Sebagai muslim, saya ingin mengucapkan Selamat
Natal bagi umat Kristiani. Saya amat sadar bahwa konsekuensi dari ucapan saya,
oleh sebagian kalangan Islam akan dinilai sebagai ketidakkonsistenan dalam
beragama. Tapi biarlah, toh semua orang punya kebebasan dalam menafsirkan agama
yang dipeluknya. Islam yang saya peluk bukan Islam yang anti kelompok di luar
dirinya. Islam yang saya percaya adalah Islam yang apresiatif dan akomodatif
terhadap berbagai ragam etnis, budaya, ras, termasuk agama-agama di
luarnya.
Islam dalam pemahaman saya adalah ajaran yang
penuh nilai-nilai kemanusiaan.
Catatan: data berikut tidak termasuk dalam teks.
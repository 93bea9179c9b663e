//! Per-transport state handlers.
//!
//! Every medium drives the same five-state bring-up shape against its own
//! driver primitives. A [`Transport`] supplies one handler per active state
//! plus the byte path; [`ConnectionHandler`](crate::connection::ConnectionHandler)
//! owns the clock, the keep-alive intent and the dispatch.
//!
//! | Transport | Bring-up | Liveness | Teardown |
//! |-----------|----------|----------|----------|
//! | [`LoRaHandler`] | begin + class, OTAA join | `connected()` | none |
//! | [`CatM1Handler`] | modem begin/register | ping, `is_connected()` | disconnect + end |
//! | [`WifiHandler`] | firmware check, associate | link status | disassociate + end |

pub mod catm1;
pub mod lora;
pub mod wifi;

pub use catm1::{CatM1Handler, CellularModem, CellularParams, RadioAccessTechnology};
pub use lora::{Band, DeviceClass, LoRaError, LoRaHandler, LoRaModem, LoRaParams};
pub use wifi::{WifiHandler, WifiParams, WifiRadio, WifiStatus};

use crate::connection::{Context, HandlerConfig};
use crate::error::{LinkError, Result};
use crate::types::ConnectionState;

/// Byte path of a link, passed straight through to the driver.
///
/// Calls are only meaningful while the link is Connected; outside that
/// state the result is whatever the driver does.
pub trait LinkIo {
    /// Send `buf` as one unit, returning the number of bytes accepted.
    fn write(&mut self, buf: &[u8]) -> Result<usize>;

    /// Take one received byte, if any.
    fn read(&mut self) -> Option<u8>;

    /// Check if received bytes are waiting.
    fn available(&mut self) -> bool;
}

/// State handlers for one physical medium.
///
/// Each handler runs only when the state is due, performs its driver calls
/// to completion and returns the next state. Events are raised through the
/// [`Context`].
pub trait Transport: LinkIo {
    /// Short name used in log lines.
    fn name(&self) -> &'static str;

    /// Intervals and policies tuned to this medium.
    fn default_config(&self) -> HandlerConfig;

    /// Whether the medium has an explicit teardown primitive.
    ///
    /// Without one, a disconnect request only clears the keep-alive intent.
    fn supports_teardown(&self) -> bool {
        true
    }

    /// Power up and configure the transport.
    fn handle_init(&mut self, ctx: &mut Context<'_>) -> ConnectionState;

    /// Join or register with the network.
    fn handle_connecting(&mut self, ctx: &mut Context<'_>) -> ConnectionState;

    /// Check that the link is still alive.
    fn handle_connected(&mut self, ctx: &mut Context<'_>) -> ConnectionState;

    /// Actively tear the link down.
    fn handle_disconnecting(&mut self, ctx: &mut Context<'_>) -> ConnectionState;

    /// Decide between retrying and closing.
    fn handle_disconnected(&mut self, ctx: &mut Context<'_>) -> ConnectionState {
        ctx.after_disconnect()
    }
}

impl<T: LinkIo + ?Sized> LinkIo for Box<T> {
    fn write(&mut self, buf: &[u8]) -> Result<usize> {
        (**self).write(buf)
    }

    fn read(&mut self) -> Option<u8> {
        (**self).read()
    }

    fn available(&mut self) -> bool {
        (**self).available()
    }
}

impl<T: Transport + ?Sized> Transport for Box<T> {
    fn name(&self) -> &'static str {
        (**self).name()
    }

    fn default_config(&self) -> HandlerConfig {
        (**self).default_config()
    }

    fn supports_teardown(&self) -> bool {
        (**self).supports_teardown()
    }

    fn handle_init(&mut self, ctx: &mut Context<'_>) -> ConnectionState {
        (**self).handle_init(ctx)
    }

    fn handle_connecting(&mut self, ctx: &mut Context<'_>) -> ConnectionState {
        (**self).handle_connecting(ctx)
    }

    fn handle_connected(&mut self, ctx: &mut Context<'_>) -> ConnectionState {
        (**self).handle_connected(ctx)
    }

    fn handle_disconnecting(&mut self, ctx: &mut Context<'_>) -> ConnectionState {
        (**self).handle_disconnecting(ctx)
    }

    fn handle_disconnected(&mut self, ctx: &mut Context<'_>) -> ConnectionState {
        (**self).handle_disconnected(ctx)
    }
}

/// Interpret a driver's send result: a byte count, or a negative code.
pub(crate) fn check_sent(
    result: i32,
    expected: usize,
    reason: impl FnOnce(i32) -> &'static str,
) -> Result<usize> {
    match usize::try_from(result) {
        Ok(written) if written == expected => Ok(written),
        Ok(written) => Err(LinkError::ShortWrite { written, expected }),
        Err(_) => Err(LinkError::transmit(result, reason(result))),
    }
}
Kalau Rasulullah saja memberikan kebebasan
kepada pemeluk agama lain untuk melakukan ritual di masjid milik umat Islam,
kenapa kita risih mengucap Natal kepada saudara kita yang Kristen?! Bukankah
Umar bin Khattab, seorang sahabat Rasulullah dan khalifah kedua juga melakukan
salat di anak tangga Gereja?!
Dalam Tarikh
Ibn Khaldun dijelaskan,
‘Umar ibn Khathtab datang ke Syam guna mengikat perjanjian damai dengan
penduduk Ramalla. Umar datang kepada mereka dan ditulisnya perjanjian keamanan
yang (sebagian) berbunyi: “Dengan nama Allah Maha Pengasih dan Maha Penyayang,
dari Umar ibn Khaththab kepada penduduk Ailea (Baytul Maqdis atau Yerusalem),
bahwa mereka aman atas jiwa dan anak turun mereka, juga wanita-wanita mereka,
dan semua gereja mereka tidak boleh diduduki dan tidak boleh dirusak.”
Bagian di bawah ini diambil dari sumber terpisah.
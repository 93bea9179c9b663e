//! The polling connection state machine.

use std::fmt;
use std::time::Duration;

use tracing::{debug, error, info, trace, warn};

use crate::clock::{Clock, SystemClock};
use crate::error::{DriverError, Result};
use crate::transport::Transport;
use crate::types::{ConnectionState, Event};

use super::config::{HandlerConfig, InitFailurePolicy};
use super::notify::EventNotifier;
use super::state::ConnectionStats;

/// What a state handler may see and do while it runs.
pub struct Context<'a> {
    name: &'static str,
    keep_alive: bool,
    init_failure: InitFailurePolicy,
    now_ms: u64,
    clock: &'a dyn Clock,
    notifier: &'a mut EventNotifier,
    stats: &'a mut ConnectionStats,
}

impl Context<'_> {
    /// Owner's keep-alive intent.
    pub fn keep_alive(&self) -> bool {
        self.keep_alive
    }

    /// Clock reading taken when this evaluation started.
    pub fn now_ms(&self) -> u64 {
        self.now_ms
    }

    /// Wait for a hardware settle delay.
    pub fn settle(&self, delay: Duration) {
        trace!("[{}] settle {:?}", self.name, delay);
        self.clock.wait(delay);
    }

    /// Raise an event to the owner.
    pub fn notify(&mut self, event: Event, code: i32) {
        match event {
            Event::Connected => self.stats.record_connect(self.now_ms),
            Event::Disconnected => self.stats.record_disconnect(self.now_ms),
            Event::Error => self.stats.record_error(self.now_ms),
        }
        debug!("[{}] event {} (code {})", self.name, event, code);
        self.notifier.notify(event, code);
    }

    /// Report a failed initialization and pick the next state by policy.
    pub fn init_failed(&mut self, err: DriverError) -> ConnectionState {
        self.notify(Event::Error, err.code());
        let next = self.init_failure.next_state();
        error!("[{}] initialization failed: {}, going {}", self.name, err, next);
        next
    }

    /// Report loss of an established link.
    pub fn link_lost(&mut self) -> ConnectionState {
        self.notify(Event::Disconnected, 0);
        if self.keep_alive {
            warn!("[{}] connection lost, attempting reconnection", self.name);
        } else {
            info!("[{}] connection closed", self.name);
        }
        ConnectionState::Disconnected
    }

    /// Resolve the Disconnected decision point from the keep-alive intent.
    pub fn after_disconnect(&self) -> ConnectionState {
        if self.keep_alive {
            ConnectionState::Init
        } else {
            ConnectionState::Closed
        }
    }
}

#[derive(Debug, Clone, Copy, PartialEq, Eq)]
enum Request {
    Connect,
    Disconnect,
}

/// Drives one transport through its connection lifecycle.
///
/// The owner calls [`tick`](Self::tick) from its own loop. Each state has a
/// minimum re-evaluation interval; ticks arriving earlier return the
/// current state without touching the driver.
///
/// # Example
///
/// ```
/// use netconn_rs::clock::ManualClock;
/// use netconn_rs::connection::ConnectionHandler;
/// use netconn_rs::sim::SimLoRaModem;
/// use netconn_rs::transport::{Band, DeviceClass, LoRaHandler, LoRaParams};
/// use netconn_rs::ConnectionState;
///
/// let params = LoRaParams::new("0000000000000001", "00112233445566778899aabbccddeeff")
///     .with_band(Band::Eu868)
///     .with_class(DeviceClass::A);
/// let clock = ManualClock::new();
/// let mut conn = ConnectionHandler::with_clock(
///     LoRaHandler::new(SimLoRaModem::new(), params),
///     clock.clone(),
/// );
///
/// clock.advance_ms(100);
/// assert_eq!(conn.tick(), ConnectionState::Connecting);
/// clock.advance_ms(500);
/// assert_eq!(conn.tick(), ConnectionState::Connected);
/// ```
pub struct ConnectionHandler<T, C = SystemClock> {
    transport: T,
    clock: C,
    config: HandlerConfig,
    state: ConnectionState,
    last_tick_ms: u64,
    keep_alive: bool,
    pending: Option<Request>,
    failed_attempts: u32,
    notifier: EventNotifier,
    stats: ConnectionStats,
}

impl<T: Transport> ConnectionHandler<T, SystemClock> {
    /// Create a handler on the system clock with the transport's defaults.
    pub fn new(transport: T) -> Self {
        Self::with_clock(transport, SystemClock::new())
    }
}

impl<T: Transport, C: Clock> ConnectionHandler<T, C> {
    /// Create a handler on `clock` with the transport's defaults.
    pub fn with_clock(transport: T, clock: C) -> Self {
        let config = transport.default_config();
        Self::with_config(transport, clock, config)
    }

    /// Create a handler with an explicit configuration.
    pub fn with_config(transport: T, clock: C, config: HandlerConfig) -> Self {
        let last_tick_ms = clock.now_ms();
        let keep_alive = config.keep_alive;
        Self {
            transport,
            clock,
            config,
            state: ConnectionState::Init,
            last_tick_ms,
            keep_alive,
            pending: None,
            failed_attempts: 0,
            notifier: EventNotifier::new(),
            stats: ConnectionStats::default(),
        }
    }

    /// Install the owner's event callback, replacing any previous one.
    ///
    /// Call this before starting the poll loop.
    pub fn set_notifier<F>(&mut self, callback: F)
    where
        F: FnMut(Event, i32) + 'static,
    {
        self.notifier.set(callback);
    }

    /// Remove the owner's event callback.
    pub fn clear_notifier(&mut self) {
        self.notifier.clear();
    }

    /// Get the current state without evaluating anything.
    pub fn state(&self) -> ConnectionState {
        self.state
    }

    /// Get the keep-alive intent.
    pub fn keep_alive(&self) -> bool {
        self.keep_alive
    }

    /// Get the connection statistics.
    pub fn stats(&self) -> &ConnectionStats {
        &self.stats
    }

    /// Get the configuration.
    pub fn config(&self) -> &HandlerConfig {
        &self.config
    }

    /// Get the transport.
    pub fn transport(&self) -> &T {
        &self.transport
    }

    /// Get the transport mutably.
    pub fn transport_mut(&mut self) -> &mut T {
        &mut self.transport
    }

    /// Time left before the current state is evaluated again.
    pub fn next_due_in(&self) -> Duration {
        if self.pending == Some(Request::Connect) {
            return Duration::ZERO;
        }
        let elapsed = Duration::from_millis(self.clock.now_ms().wrapping_sub(self.last_tick_ms));
        self.current_interval().saturating_sub(elapsed)
    }

    /// Ask for the link to be brought up and kept up.
    ///
    /// While a bring-up is already in flight this only withdraws a pending
    /// disconnect. Otherwise the next tick restarts bring-up from Init
    /// regardless of the interval gate.
    pub fn request_connect(&mut self) {
        if self.state.is_bringing_up() || self.pending == Some(Request::Connect) {
            if self.pending == Some(Request::Disconnect) {
                self.pending = None;
                self.keep_alive = true;
                info!("[{}] pending disconnect withdrawn", self.transport.name());
            } else {
                debug!("[{}] connect request ignored in {}", self.transport.name(), self.state);
            }
            return;
        }
        self.keep_alive = true;
        self.pending = Some(Request::Connect);
        info!("[{}] connect requested", self.transport.name());
    }

    /// Ask for the link to be taken down and not retried.
    ///
    /// The machine winds down on the following due ticks. An established
    /// link is torn down through Disconnecting; a bring-up in flight is
    /// abandoned straight to Disconnected. A transport without a teardown
    /// primitive only loses its keep-alive intent.
    pub fn request_disconnect(&mut self) {
        self.keep_alive = false;
        if self.transport.supports_teardown() {
            self.pending = Some(Request::Disconnect);
        } else if self.pending == Some(Request::Connect) {
            self.pending = None;
        }
        info!("[{}] disconnect requested", self.transport.name());
    }

    /// Advance the state machine if the current state is due.
    pub fn tick(&mut self) -> ConnectionState {
        let now = self.clock.now_ms();

        if self.pending == Some(Request::Connect) {
            self.pending = None;
            self.last_tick_ms = now;
            self.failed_attempts = 0;
            self.enter(ConnectionState::Init);
            return self.state;
        }

        let elapsed = now.wrapping_sub(self.last_tick_ms);
        if u128::from(elapsed) < self.current_interval().as_millis() {
            return self.state;
        }
        self.last_tick_ms = now;

        if self.pending == Some(Request::Disconnect) {
            self.pending = None;
            match self.state {
                ConnectionState::Connected => {
                    self.enter(ConnectionState::Disconnecting);
                    return self.state;
                }
                ConnectionState::Init | ConnectionState::Connecting => {
                    info!("[{}] bring-up abandoned", self.transport.name());
                    self.enter(ConnectionState::Disconnected);
                    return self.state;
                }
                _ => {}
            }
        }

        let next = self.dispatch(now);
        if self.state.can_advance_to(next) {
            self.enter(next);
        } else {
            self.reject(next, now);
        }
        self.state
    }

    /// Send `buf` over the link.
    ///
    /// Not gated on state; calling this outside Connected yields whatever
    /// the driver does. Transmit failures leave the state untouched.
    pub fn write(&mut self, buf: &[u8]) -> Result<usize> {
        match self.transport.write(buf) {
            Ok(written) => {
                self.stats.record_write(written);
                Ok(written)
            }
            Err(err) => {
                self.stats.record_write_failure();
                Err(err)
            }
        }
    }

    /// Take one received byte, if any.
    pub fn read(&mut self) -> Option<u8> {
        let byte = self.transport.read();
        if byte.is_some() {
            self.stats.record_read();
        }
        byte
    }

    /// Check if received bytes are waiting.
    pub fn available(&mut self) -> bool {
        self.transport.available()
    }

    /// Consume the handler, returning the transport.
    pub fn into_transport(self) -> T {
        self.transport
    }

    fn current_interval(&self) -> Duration {
        self.config.interval_for(self.state, self.failed_attempts)
    }

    fn dispatch(&mut self, now: u64) -> ConnectionState {
        let mut ctx = Context {
            name: self.transport.name(),
            keep_alive: self.keep_alive,
            init_failure: self.config.init_failure,
            now_ms: now,
            clock: &self.clock,
            notifier: &mut self.notifier,
            stats: &mut self.stats,
        };

        match self.state {
            ConnectionState::Init => {
                ctx.stats.record_bring_up();
                self.transport.handle_init(&mut ctx)
            }
            ConnectionState::Connecting => self.transport.handle_connecting(&mut ctx),
            ConnectionState::Connected => self.transport.handle_connected(&mut ctx),
            ConnectionState::Disconnecting => self.transport.handle_disconnecting(&mut ctx),
            ConnectionState::Disconnected => self.transport.handle_disconnected(&mut ctx),
            ConnectionState::Closed | ConnectionState::Error => self.state,
        }
    }

    // A handler outcome outside the transition graph is a transport bug;
    // the machine faults instead of adopting it.
    fn reject(&mut self, next: ConnectionState, now: u64) {
        error!(
            "[{}] handler returned illegal transition {} -> {}, faulting",
            self.transport.name(),
            self.state,
            next
        );
        self.stats.record_error(now);
        self.notifier.notify(Event::Error, 0);
        self.enter(ConnectionState::Error);
    }

    fn enter(&mut self, next: ConnectionState) {
        if next == self.state {
            return;
        }
        match next {
            ConnectionState::Connected => self.failed_attempts = 0,
            ConnectionState::Disconnected => {
                self.failed_attempts = self.failed_attempts.saturating_add(1)
            }
            _ => {}
        }
        debug!("[{}] {} -> {}", self.transport.name(), self.state, next);
        self.state = next;
    }
}

impl<T: Transport, C> fmt::Debug for ConnectionHandler<T, C> {
    fn fmt(&self, f: &mut fmt::Formatter<'_>) -> fmt::Result {
        f.debug_struct("ConnectionHandler")
            .field("transport", &self.transport.name())
            .field("state", &self.state)
            .field("keep_alive", &self.keep_alive)
            .field("last_tick_ms", &self.last_tick_ms)
            .finish()
    }
}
Umar ibn Khaththab masuk Baytul Maqdis dan
sampai ke Gereja Qumamah (Qiyamah), berhenti di plazanya. Waktu sembahyang
datang, ia katakan pada Patriak: “Aku hendak sembahyang.” Jawab Patriak:
“Sembahyanglah di tempat Anda.” Umar menolak, lalu sembahyang di anak tangga
yang ada pada gerbang Gereja, sendirian. Umar yang hidup pada masa Rasullullah,
melakukan lompatan-lompatan intelektual yang melampaui zamannya. Dan banyak
contoh kasus di mana Umar menimbulkan kontroversi pada masanya.
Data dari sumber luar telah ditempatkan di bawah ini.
//! Cat-M1 / NB-IoT cellular handler.
//!
//! Registration happens inside the modem's `begin`; the handler then waits
//! for packet-data access and confirms reachability with a ping before
//! reporting the link up. A failed registration forces a modem restart on
//! the next attempt.

use tracing::{debug, error, info, warn};

use crate::connection::{Context, HandlerConfig, IntervalTable};
use crate::error::{DriverError, Result};
use crate::types::{ConnectionState, Event};

use super::{LinkIo, Transport, check_sent};

/// Host pinged to confirm end-to-end reachability.
pub const DEFAULT_PING_HOST: &str = "time.arduino.cc";

/// Re-check delays for a cellular modem.
pub const CELLULAR_INTERVALS: IntervalTable = IntervalTable {
    init: 100,
    connecting: 500,
    connected: 10_000,
    disconnecting: 100,
    disconnected: 1_000,
    closed: 1_000,
    error: 1_000,
};

/// Radio access technology selection.
#[derive(Debug, Clone, Copy, PartialEq, Eq, Hash, Default)]
pub enum RadioAccessTechnology {
    CatM1,
    NbIot,
    /// Prefer Cat-M1, fall back to NB-IoT.
    #[default]
    CatM1NbIot,
}

/// Driver primitives of a cellular modem.
pub trait CellularModem {
    /// Power up, unlock and register. `restart` asks for a full modem reset.
    fn begin(&mut self, params: &CellularParams, restart: bool) -> std::result::Result<(), DriverError>;

    /// Check packet-data access.
    fn is_connected(&mut self) -> bool;

    /// Ping `host`; negative results are failures.
    fn ping(&mut self, host: &str) -> i32;

    /// Drop the data session.
    fn disconnect(&mut self);

    /// Power the modem down.
    fn end(&mut self);

    /// Send bytes; returns the byte count or a negative code.
    fn send(&mut self, buf: &[u8]) -> i32;

    /// Number of received bytes waiting.
    fn receive_available(&mut self) -> usize;

    /// Take one received byte.
    fn receive_byte(&mut self) -> Option<u8>;
}

/// SIM and network access parameters.
#[derive(Debug, Clone, PartialEq, Eq)]
pub struct CellularParams {
    /// SIM PIN; empty when the SIM is unlocked.
    pub pin: String,
    /// Access point name.
    pub apn: String,
    /// APN user name.
    pub login: String,
    /// APN password.
    pub password: String,
    /// Radio access technology.
    pub rat: RadioAccessTechnology,
    /// Band bitmask understood by the modem.
    pub band: u32,
    /// Host used for the reachability probe.
    pub ping_host: String,
}

impl CellularParams {
    /// Create parameters for `apn` with no PIN or credentials.
    pub fn new(apn: impl Into<String>) -> Self {
        Self {
            pin: String::new(),
            apn: apn.into(),
            login: String::new(),
            password: String::new(),
            rat: RadioAccessTechnology::default(),
            band: 0,
            ping_host: DEFAULT_PING_HOST.to_string(),
        }
    }

    /// Set the SIM PIN.
    pub fn with_pin(mut self, pin: impl Into<String>) -> Self {
        self.pin = pin.into();
        self
    }

    /// Set APN credentials.
    pub fn with_credentials(mut self, login: impl Into<String>, password: impl Into<String>) -> Self {
        self.login = login.into();
        self.password = password.into();
        self
    }

    /// Set the radio access technology.
    pub fn with_rat(mut self, rat: RadioAccessTechnology) -> Self {
        self.rat = rat;
        self
    }

    /// Set the band bitmask.
    pub fn with_band(mut self, band: u32) -> Self {
        self.band = band;
        self
    }

    /// Set the reachability probe host.
    pub fn with_ping_host(mut self, host: impl Into<String>) -> Self {
        self.ping_host = host.into();
        self
    }
}

/// State handlers for a Cat-M1 / NB-IoT modem.
#[derive(Debug)]
pub struct CatM1Handler<M> {
    modem: M,
    params: CellularParams,
    restart: bool,
}

impl<M: CellularModem> CatM1Handler<M> {
    /// Wrap `modem` with fixed parameters.
    pub fn new(modem: M, params: CellularParams) -> Self {
        Self {
            modem,
            params,
            restart: false,
        }
    }

    /// Get the parameters.
    pub fn params(&self) -> &CellularParams {
        &self.params
    }

    /// Check if the next bring-up will restart the modem.
    pub fn restart_pending(&self) -> bool {
        self.restart
    }

    /// Network time from the modem.
    ///
    /// Always 0: the modem RTC is not known to be in sync.
    pub fn time(&self) -> u64 {
        0
    }

    /// Get the modem.
    pub fn modem(&self) -> &M {
        &self.modem
    }

    /// Get the modem mutably.
    pub fn modem_mut(&mut self) -> &mut M {
        &mut self.modem
    }
}

impl<M: CellularModem> LinkIo for CatM1Handler<M> {
    fn write(&mut self, buf: &[u8]) -> Result<usize> {
        let result = check_sent(self.modem.send(buf), buf.len(), |_| "modem rejected write");
        if let Err(err) = &result {
            warn!("[catm1] {}", err);
        }
        result
    }

    fn read(&mut self) -> Option<u8> {
        self.modem.receive_byte()
    }

    fn available(&mut self) -> bool {
        self.modem.receive_available() > 0
    }
}

impl<M: CellularModem> Transport for CatM1Handler<M> {
    fn name(&self) -> &'static str {
        "catm1"
    }

    fn default_config(&self) -> HandlerConfig {
        HandlerConfig::new(CELLULAR_INTERVALS)
    }

    fn handle_init(&mut self, ctx: &mut Context<'_>) -> ConnectionState {
        if let Err(err) = self.modem.begin(&self.params, self.restart) {
            error!("[catm1] the board was not able to register to the network");
            self.restart = true;
            return ctx.init_failed(err);
        }
        self.restart = false;
        ConnectionState::Connecting
    }

    fn handle_connecting(&mut self, ctx: &mut Context<'_>) -> ConnectionState {
        if !self.modem.is_connected() {
            error!("[catm1] data access not alive, disconnecting");
            ctx.notify(Event::Error, 0);
            return ConnectionState::Disconnected;
        }

        debug!("[catm1] pinging {}", self.params.ping_host);
        let result = self.modem.ping(&self.params.ping_host);
        if result < 0 {
            warn!("[catm1] ping failed ({}), retrying", result);
            return ConnectionState::Connecting;
        }

        info!("[catm1] connected to network");
        ctx.notify(Event::Connected, 0);
        ConnectionState::Connected
    }

    fn handle_connected(&mut self, ctx: &mut Context<'_>) -> ConnectionState {
        if !self.modem.is_connected() {
            return ctx.link_lost();
        }
        ConnectionState::Connected
    }

    fn handle_disconnecting(&mut self, ctx: &mut Context<'_>) -> ConnectionState {
        self.modem.disconnect();
        ctx.link_lost()
    }

    fn handle_disconnected(&mut self, ctx: &mut Context<'_>) -> ConnectionState {
        self.modem.end();
        ctx.after_disconnect()
    }
}

#[cfg(test)]
mod tests {
    use super::*;
    use crate::clock::ManualClock;
    use crate::connection::ConnectionHandler;
    use crate::sim::SimCellularModem;

    fn connection() -> (ConnectionHandler<CatM1Handler<SimCellularModem>, ManualClock>, ManualClock) {
        let clock = ManualClock::new();
        let params = CellularParams::new("iot.example")
            .with_pin("1234")
            .with_rat(RadioAccessTechnology::CatM1)
            .with_ping_host("ping.example");
        let conn = ConnectionHandler::with_clock(
            CatM1Handler::new(SimCellularModem::new(), params),
            clock.clone(),
        );
        (conn, clock)
    }

    #[test]
    fn test_failed_registration_requests_restart() {
        let (mut conn, clock) = connection();
        conn.transport_mut()
            .modem_mut()
            .set_begin_result(Err(DriverError(-3)));

        clock.advance_ms(100);
        assert_eq!(conn.tick(), ConnectionState::Disconnected);
        assert!(conn.transport().restart_pending());

        conn.transport_mut().modem_mut().set_begin_result(Ok(()));
        clock.advance_ms(1_000);
        assert_eq!(conn.tick(), ConnectionState::Init);
        assert_eq!(conn.transport().modem().ends(), 1);

        clock.advance_ms(100);
        assert_eq!(conn.tick(), ConnectionState::Connecting);
        assert_eq!(conn.transport().modem().begin_restarts(), &[false, true]);
        assert!(!conn.transport().restart_pending());
    }

    #[test]
    fn test_ping_failure_stays_connecting() {
        let (mut conn, clock) = connection();
        conn.transport_mut().modem_mut().set_ping_result(-1);

        clock.advance_ms(100);
        assert_eq!(conn.tick(), ConnectionState::Connecting);
        clock.advance_ms(500);
        assert_eq!(conn.tick(), ConnectionState::Connecting);
        assert_eq!(conn.transport().modem().last_ping_host(), Some("ping.example"));

        conn.transport_mut().modem_mut().set_ping_result(42);
        clock.advance_ms(500);
        assert_eq!(conn.tick(), ConnectionState::Connected);
    }

    #[test]
    fn test_no_data_access_while_connecting() {
        let (mut conn, clock) = connection();
        clock.advance_ms(100);
        assert_eq!(conn.tick(), ConnectionState::Connecting);

        conn.transport_mut().modem_mut().set_registered(false);
        clock.advance_ms(500);
        assert_eq!(conn.tick(), ConnectionState::Disconnected);
        assert_eq!(conn.stats().error_count, 1);
    }

    #[test]
    fn test_time_is_untrusted() {
        let (conn, _) = connection();
        assert_eq!(conn.transport().time(), 0);
    }

    #[test]
    fn test_write_rejected() {
        let (mut conn, _) = connection();
        conn.transport_mut().modem_mut().set_send_result(Some(-1));
        assert!(conn.write(b"data").is_err());
        assert_eq!(conn.stats().write_failures, 1);
        assert_eq!(conn.state(), ConnectionState::Init);
    }
}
Kaum muslim juga punya sejarah panjang
menjalankan pluralisme, yang tersedia dalam sumber-sumber dan khazanah Islam.
Karenanya, mereka diharapkan menjadi kontributor pembangunan proyek pluralisme
global. Mereka tidak dapat berpikir semata-mata dalam kerangka mengulang masa
lalu, karena dunia telah mengalami perubahan sangat radikal. Kaum Muslim dapat
mengambil inspirasi dari sumber-sumber agama dan pengalaman sejarahnya, sembari
mendorong tindakan-tindakan lebih jauh menuju pluralisme dewasa ini.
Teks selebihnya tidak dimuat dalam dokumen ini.